Nothing makes you question your identity as a runner like training for a new distance. I’ve got my first half marathon (possibly ONLY half marathon) in September, and on my weekly long runs I do nothing but think about whether or not this was a good idea.
Here’s what I’ve discovered: while I am doing my long run, the answer is “No, this was not a good idea.” After my long run, the answer is “Maybe this is a good idea… but I wouldn’t be surprised if I never do this again.”
You’ve probably heard the term “running bug” thrown around by enthusiasts. “I caught the running bug! I just love it! I’ve run 10 marathons! It’s amazing!”
Yay, yay, and yay! Except “running bug” sounds like a disease. You know, I was out running, I ran into some other runners, we chatted, I breathed too close to them, and now I have this sickness that affects my running. I no longer feel accomplished unless I’m shooting for a new distance or a new PR. The second I get one, I have to look forward to the next one. I’m not satisfied with my runs unless I’m pushing hard, all the time, and getting better. I used to love running, but now, I anxiously check the weather for each race and analyze the hills and worry that I’m going to be slowed down by the conditions and all this hard work will be for NOTHING because that magic number on the race clock when I cross the finish line won’t reflect enough improvement for me to be happy.
Yikes… if this sounds like you, you’ve caught the wrong running bug. Maybe it was from another runner, or maybe you drank some bad water, or maybe it’s just really hard to plateau in something when you made so much progress as a beginner and now you’re not.
Whatever the reason, I have to just put it out there that you can love running, get health benefits from running, and be a real runner without constantly pushing for improvement. At some point in your life, you’re going to stop improving. We are all aging, our lives and the time we have for running will change, it all changes. To be a lifelong runner, we have to love the run and not just the results.
I’ve discovered that I don’t really like running for two hours at a time. I love my three and four mile runs, and I miss my 6 mile long runs that were long enough to be challenging and feel crazy but not so long that they felt impossible to schedule.

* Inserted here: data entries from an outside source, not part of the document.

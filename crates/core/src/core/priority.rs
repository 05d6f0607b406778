//! Lazy priority queue for BPE merge candidates.
//!
//! Every count change pushes a fresh candidate; superseded entries stay in
//! the heap and are filtered out when popped. The pair frequency index is
//! the authority on whether an entry is still current.

use crate::core::merges::Pair;
use dary_heap::OctonaryHeap;
use std::cmp::Ordering;

/// A merge candidate during BPE training.
#[derive(Debug, Clone, PartialEq, Eq)]
pub struct MergeCandidate {
    /// The pair of tokens to merge
    pub pair: Pair,
    /// The pair's count when this entry was pushed
    pub count: u64,
}

impl MergeCandidate {
    /// Create a new merge candidate.
    pub fn new(pair: Pair, count: u64) -> Self {
        Self { pair, count }
    }
}

// Max-heap by count; equal counts pop the lexicographically smaller pair first.
impl Ord for MergeCandidate {
    fn cmp(&self, other: &Self) -> Ordering {
        self.count
            .cmp(&other.count)
            .then_with(|| other.pair.cmp(&self.pair))
    }
}

impl PartialOrd for MergeCandidate {
    fn partial_cmp(&self, other: &Self) -> Option<Ordering> {
        Some(self.cmp(other))
    }
}

/// Priority queue of merge candidates with lazy deletion.
///
/// Uses an 8-ary heap for better cache locality than a binary heap.
#[derive(Debug, Default)]
pub struct PairPriorityQueue {
    heap: OctonaryHeap<MergeCandidate>,
    /// Stale entries dropped by `pop_current` so far
    stale: u64,
}

impl PairPriorityQueue {
    /// Create a new empty priority queue.
    pub fn new() -> Self {
        Self::default()
    }

    /// Create a new priority queue with the given capacity.
    pub fn with_capacity(capacity: usize) -> Self {
        Self {
            heap: OctonaryHeap::with_capacity(capacity),
            stale: 0,
        }
    }

    /// Push a candidate. Older entries for the same pair are left in place.
    #[inline]
    pub fn push(&mut self, candidate: MergeCandidate) {
        self.heap.push(candidate);
    }

    /// Pop the best entry for which `is_current` holds.
    ///
    /// Entries rejected by `is_current` are stale and dropped for good.
    /// Returns `None` once the heap is exhausted.
    pub fn pop_current<F>(&mut self, mut is_current: F) -> Option<MergeCandidate>
    where
        F: FnMut(&MergeCandidate) -> bool,
    {
        while let Some(candidate) = self.heap.pop() {
            if is_current(&candidate) {
                return Some(candidate);
            }
            self.stale += 1;
        }
        None
    }

    /// Get the number of (potentially stale) entries in the queue.
    #[inline]
    pub fn len(&self) -> usize {
        self.heap.len()
    }

    #[inline]
    pub fn is_empty(&self) -> bool {
        self.heap.is_empty()
    }

    /// Number of stale entries dropped so far.
    #[inline]
    pub fn stale_dropped(&self) -> u64 {
        self.stale
    }
}

impl Extend<MergeCandidate> for PairPriorityQueue {
    fn extend<I: IntoIterator<Item = MergeCandidate>>(&mut self, iter: I) {
        self.heap.extend(iter);
    }
}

With this half marathon training, my next long run is ten miles. That’ll take me just under two hours to complete. It means I have to hydrate well the day before, be careful what I eat, get up at 5 a.m. or get a sitter for three hours during my day, and I’ll be exhausted the rest of the afternoon while trying to care for two toddlers.
Will running my first half marathon in September make me feel accomplished and awesome? Yes, totally, and I’m REALLY excited about it. But I’m not sure I want to train for another one. I’m not sure this fits into my life. I’m enjoying the prospect of the DESTINATION without savoring the journey, and that, to me, says that this might not be the best match for me as a runner.
I love my three mile runs because I can push hard without worrying about finishing, or relax my pace and still get home in under forty five minutes. I can bring the kids in the stroller. I am excited to try harder my next run, rather than anxious about just the thought of trying to complete those miles like I am for my long runs.
I can have a glass of wine with dinner and run three or four miles the next morning. I don’t have to take a day or two off from running afterwards. I can work to get faster, or I can take the scenic route with the double jogger. I can just enjoy being active and outdoors and having that rush of endorphins.
Don’t get me wrong – I love marathon runners, I think they’re absolutely incredible. I just don’t think I’m one of them. I think it’s great to work hard to improve your pace – I just want you to do it because you love the process as well as the results. I don’t mean loving every second of the run, while your muscles are screaming and it’s all you can do to maintain your interval. I mean loving how you feel when you finish, looking forward to trying again, enjoying it over the course of your training and not just once you cross the finish line with the magic number you were hoping for.
I am going to run this half marathon in September, and a small part of me is looking forward to that next long run, that next chance to try again, to do better, to push hard and run far. But part of me is also thinking wow, I can’t wait to relax into my three mile, regular runs and just enjoy being active as part of a healthy lifestyle.
What do you love most about running? Find it, do it, love it.